[LISTED ENTRIES — start]

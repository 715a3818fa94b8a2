// Copyright 2026 Hypermesh Foundation. All rights reserved.
// Ecology Engine - Circuit Breaker
//
// Supervisory state machine over |dP| with a hysteresis band:
//   Normal    -> Emergency  when |dP| >= t_enter
//   Emergency -> Normal     when |dP| <= t_exit   (t_exit < t_enter)
// While in Emergency the controller switches to the recovery objective and
// structural beta is scaled by f(|dP|) = 1 + k * (|dP| / t_enter)^p.

use serde::{Deserialize, Serialize};

use crate::controller::Objective;
use crate::types::BreakerMode;

#[derive(Debug, Clone, Copy, PartialEq, Serialize, Deserialize)]
#[serde(default)]
pub struct BreakerSettings {
    pub t_enter: f64,
    pub t_exit: f64,
    pub k: f64,
    pub p: f64,
    /// Optional ceiling on the beta multiplier.
    pub max_multiplier: Option<f64>,
}

impl Default for BreakerSettings {
    fn default() -> Self {
        Self {
            t_enter: 0.10,
            t_exit: 0.05,
            k: 2.0,
            p: 2.0,
            max_multiplier: None,
        }
    }
}

/// Edge taken by the state machine on one evaluation.
#[derive(Debug, Clone, Copy, PartialEq, Serialize, Deserialize)]
pub enum Transition {
    Tripped { magnitude: f64 },
    Cleared { magnitude: f64 },
}

#[derive(Debug, Clone, Serialize, Deserialize)]
pub struct CircuitBreaker {
    settings: BreakerSettings,
    mode: BreakerMode,
    multiplier: f64,
    trips: u64,
    entered_at_step: Option<u64>,
}

impl CircuitBreaker {
    pub fn new(settings: BreakerSettings) -> Self {
        Self {
            settings,
            mode: BreakerMode::Normal,
            multiplier: 1.0,
            trips: 0,
            entered_at_step: None,
        }
    }

    /// Feed one observation; returns the edge taken, if any.
    ///
    /// Inside the dead zone `t_exit < |dP| < t_enter` the mode is held.
    pub fn evaluate(&mut self, price_differential: f64, step: u64) -> Option<Transition> {
        let magnitude = price_differential.abs();
        let transition = match self.mode {
            BreakerMode::Normal if magnitude >= self.settings.t_enter => {
                self.mode = BreakerMode::Emergency;
                self.trips += 1;
                self.entered_at_step = Some(step);
                tracing::warn!(step, magnitude, t_enter = self.settings.t_enter, "circuit breaker tripped");
                Some(Transition::Tripped { magnitude })
            }
            BreakerMode::Emergency if magnitude <= self.settings.t_exit => {
                self.mode = BreakerMode::Normal;
                let held_for = self.entered_at_step.map(|s| step.saturating_sub(s));
                self.entered_at_step = None;
                tracing::warn!(step, magnitude, ?held_for, "circuit breaker cleared");
                Some(Transition::Cleared { magnitude })
            }
            _ => None,
        };

        self.multiplier = match self.mode {
            BreakerMode::Emergency => self.multiplier_for(magnitude),
            BreakerMode::Normal => 1.0,
        };
        transition
    }

    /// Emergency beta multiplier `1 + k * (|dP| / t_enter)^p`.
    pub fn multiplier_for(&self, price_differential: f64) -> f64 {
        let s = &self.settings;
        let ratio = price_differential.abs() / s.t_enter;
        let f = 1.0 + s.k * ratio.powf(s.p);
        match s.max_multiplier {
            Some(cap) => f.min(cap),
            None => f,
        }
    }

    pub fn mode(&self) -> BreakerMode {
        self.mode
    }

    pub fn beta_multiplier(&self) -> f64 {
        self.multiplier
    }

    pub fn effective_beta(&self, structural_beta: f64) -> f64 {
        structural_beta * self.multiplier
    }

    pub fn objective(&self) -> Objective {
        match self.mode {
            BreakerMode::Normal => Objective::Tracking,
            BreakerMode::Emergency => Objective::Recovery,
        }
    }

    pub fn trips(&self) -> u64 {
        self.trips
    }

    pub fn settings(&self) -> &BreakerSettings {
        &self.settings
    }

    /// Governance replacement of thresholds; current mode is kept.
    pub fn set_settings(&mut self, settings: BreakerSettings) {
        self.settings = settings;
    }
}

// ─── Tests ──────────────────────────────────────────────────────────────────

#[cfg(test)]
mod tests {
    use super::*;

    fn breaker() -> CircuitBreaker {
        CircuitBreaker::new(BreakerSettings::default())
    }

    #[test]
    fn starts_normal_with_unit_multiplier() {
        let b = breaker();
        assert_eq!(b.mode(), BreakerMode::Normal);
        assert_eq!(b.beta_multiplier(), 1.0);
        assert_eq!(b.objective(), Objective::Tracking);
    }

    #[test]
    fn normal_emergency_normal_sequence() {
        let mut b = breaker();
        let mut modes = vec![b.mode()];
        for (i, dp) in [0.02, 0.12, 0.08, 0.03].iter().enumerate() {
            b.evaluate(*dp, i as u64);
            if *modes.last().expect("test: non-empty") != b.mode() {
                modes.push(b.mode());
            }
        }
        assert_eq!(modes, vec![BreakerMode::Normal, BreakerMode::Emergency, BreakerMode::Normal]);
        assert_eq!(b.trips(), 1);
    }

    #[test]
    fn dead_zone_holds_both_modes() {
        let mut b = breaker();
        for step in 0..10 {
            assert!(b.evaluate(0.07, step).is_none());
            assert_eq!(b.mode(), BreakerMode::Normal);
        }
        assert!(matches!(b.evaluate(-0.10, 10), Some(Transition::Tripped { .. })));
        for step in 11..20 {
            assert!(b.evaluate(0.07, step).is_none());
            assert_eq!(b.mode(), BreakerMode::Emergency);
        }
        assert!(matches!(b.evaluate(0.05, 20), Some(Transition::Cleared { .. })));
    }

    #[test]
    fn emergency_scales_beta_strictly_above_structural() {
        let mut b = breaker();
        b.evaluate(0.20, 0);
        assert_eq!(b.mode(), BreakerMode::Emergency);
        assert_eq!(b.objective(), Objective::Recovery);
        // 1 + 2 * 2^2 = 9
        assert!((b.beta_multiplier() - 9.0).abs() < 1e-12);
        assert!(b.effective_beta(0.02) > 0.02);

        b.evaluate(0.0, 1);
        assert_eq!(b.beta_multiplier(), 1.0);
        assert_eq!(b.effective_beta(0.02), 0.02);
    }

    #[test]
    fn multiplier_is_superlinear_and_capped() {
        let b = breaker();
        let m1 = b.multiplier_for(0.1) - 1.0;
        let m2 = b.multiplier_for(0.2) - 1.0;
        assert!(m2 > 2.0 * m1, "p > 1 makes the response superlinear");

        let capped = CircuitBreaker::new(BreakerSettings { max_multiplier: Some(4.0), ..Default::default() });
        assert_eq!(capped.multiplier_for(10.0), 4.0);
    }
}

[LISTED ENTRIES — finish]

▸ WHAT YOU SHOULD DO: Would you output every entry exactly as it was written?

▸ ANSWER TO THIS TASK:
repository 715a3818fa94b8a2
// Copyright 2026 Hypermesh Foundation. All rights reserved.
// Ecology Engine - Circuit Breaker
//
// Supervisory state machine over |dP| with a hysteresis band:
//   Normal    -> Emergency  when |dP| >= t_enter
//   Emergency -> Normal     when |dP| <= t_exit   (t_exit < t_enter)
// While in Emergency the controller switches to the recovery objective and
// structural beta is scaled by f(|dP|) = 1 + k * (|dP| / t_enter)^p.

use serde::{Deserialize, Serialize};

use crate::controller::Objective;
use crate::types::BreakerMode;

#[derive(Debug, Clone, Copy, PartialEq, Serialize, Deserialize)]
#[serde(default)]
pub struct BreakerSettings {
    pub t_enter: f64,
    pub t_exit: f64,
    pub k: f64,
    pub p: f64,
    /// Optional ceiling on the beta multiplier.
    pub max_multiplier: Option<f64>,
}

impl Default for BreakerSettings {
    fn default() -> Self {
        Self {
            t_enter: 0.10,
            t_exit: 0.05,
            k: 2.0,
            p: 2.0,
            max_multiplier: None,
        }
    }
}

/// Edge taken by the state machine on one evaluation.
#[derive(Debug, Clone, Copy, PartialEq, Serialize, Deserialize)]
pub enum Transition {
    Tripped { magnitude: f64 },
    Cleared { magnitude: f64 },
}

#[derive(Debug, Clone, Serialize, Deserialize)]
pub struct CircuitBreaker {
    settings: BreakerSettings,
    mode: BreakerMode,
    multiplier: f64,
    trips: u64,
    entered_at_step: Option<u64>,
}

impl CircuitBreaker {
    pub fn new(settings: BreakerSettings) -> Self {
        Self {
            settings,
            mode: BreakerMode::Normal,
            multiplier: 1.0,
            trips: 0,
            entered_at_step: None,
        }
    }

    /// Feed one observation; returns the edge taken, if any.
    ///
    /// Inside the dead zone `t_exit < |dP| < t_enter` the mode is held.
    pub fn evaluate(&mut self, price_differential: f64, step: u64) -> Option<Transition> {
        let magnitude = price_differential.abs();
        let transition = match self.mode {
            BreakerMode::Normal if magnitude >= self.settings.t_enter => {
                self.mode = BreakerMode::Emergency;
                self.trips += 1;
                self.entered_at_step = Some(step);
                tracing::warn!(step, magnitude, t_enter = self.settings.t_enter, "circuit breaker tripped");
                Some(Transition::Tripped { magnitude })
            }
            BreakerMode::Emergency if magnitude <= self.settings.t_exit => {
                self.mode = BreakerMode::Normal;
                let held_for = self.entered_at_step.map(|s| step.saturating_sub(s));
                self.entered_at_step = None;
                tracing::warn!(step, magnitude, ?held_for, "circuit breaker cleared");
                Some(Transition::Cleared { magnitude })
            }
            _ => None,
        };

        self.multiplier = match self.mode {
            BreakerMode::Emergency => self.multiplier_for(magnitude),
            BreakerMode::Normal => 1.0,
        };
        transition
    }

    /// Emergency beta multiplier `1 + k * (|dP| / t_enter)^p`.
    pub fn multiplier_for(&self, price_differential: f64) -> f64 {
        let s = &self.settings;
        let ratio = price_differential.abs() / s.t_enter;
        let f = 1.0 + s.k * ratio.powf(s.p);
        match s.max_multiplier {
            Some(cap) => f.min(cap),
            None => f,
        }
    }

    pub fn mode(&self) -> BreakerMode {
        self.mode
    }

    pub fn beta_multiplier(&self) -> f64 {
        self.multiplier
    }

    pub fn effective_beta(&self, structural_beta: f64) -> f64 {
        structural_beta * self.multiplier
    }

    pub fn objective(&self) -> Objective {
        match self.mode {
            BreakerMode::Normal => Objective::Tracking,
            BreakerMode::Emergency => Objective::Recovery,
        }
    }

    pub fn trips(&self) -> u64 {
        self.trips
    }

    pub fn settings(&self) -> &BreakerSettings {
        &self.settings
    }

    /// Governance replacement of thresholds; current mode is kept.
    pub fn set_settings(&mut self, settings: BreakerSettings) {
        self.settings = settings;
    }
}

// ─── Tests ──────────────────────────────────────────────────────────────────

#[cfg(test)]
mod tests {
    use super::*;

    fn breaker() -> CircuitBreaker {
        CircuitBreaker::new(BreakerSettings::default())
    }

    #[test]
    fn starts_normal_with_unit_multiplier() {
        let b = breaker();
        assert_eq!(b.mode(), BreakerMode::Normal);
        assert_eq!(b.beta_multiplier(), 1.0);
        assert_eq!(b.objective(), Objective::Tracking);
    }

    #[test]
    fn normal_emergency_normal_sequence() {
        let mut b = breaker();
        let mut modes = vec![b.mode()];
        for (i, dp) in [0.02, 0.12, 0.08, 0.03].iter().enumerate() {
            b.evaluate(*dp, i as u64);
            if *modes.last().expect("test: non-empty") != b.mode() {
                modes.push(b.mode());
            }
        }
        assert_eq!(modes, vec![BreakerMode::Normal, BreakerMode::Emergency, BreakerMode::Normal]);
        assert_eq!(b.trips(), 1);
    }

    #[test]
    fn dead_zone_holds_both_modes() {
        let mut b = breaker();
        for step in 0..10 {
            assert!(b.evaluate(0.07, step).is_none());
            assert_eq!(b.mode(), BreakerMode::Normal);
        }
        assert!(matches!(b.evaluate(-0.10, 10), Some(Transition::Tripped { .. })));
        for step in 11..20 {
            assert!(b.evaluate(0.07, step).is_none());
            assert_eq!(b.mode(), BreakerMode::Emergency);
        }
        assert!(matches!(b.evaluate(0.05, 20), Some(Transition::Cleared { .. })));
    }

    #[test]
    fn emergency_scales_beta_strictly_above_structural() {
        let mut b = breaker();
        b.evaluate(0.20, 0);
        assert_eq!(b.mode(), BreakerMode::Emergency);
        assert_eq!(b.objective(), Objective::Recovery);
        // 1 + 2 * 2^2 = 9
        assert!((b.beta_multiplier() - 9.0).abs() < 1e-12);
        assert!(b.effective_beta(0.02) > 0.02);

        b.evaluate(0.0, 1);
        assert_eq!(b.beta_multiplier(), 1.0);
        assert_eq!(b.effective_beta(0.02), 0.02);
    }

    #[test]
    fn multiplier_is_superlinear_and_capped() {
        let b = breaker();
        let m1 = b.multiplier_for(0.1) - 1.0;
        let m2 = b.multiplier_for(0.2) - 1.0;
        assert!(m2 > 2.0 * m1, "p > 1 makes the response superlinear");

        let capped = CircuitBreaker::new(BreakerSettings { max_multiplier: Some(4.0), ..Default::default() });
        assert_eq!(capped.multiplier_for(10.0), 4.0);
    }
}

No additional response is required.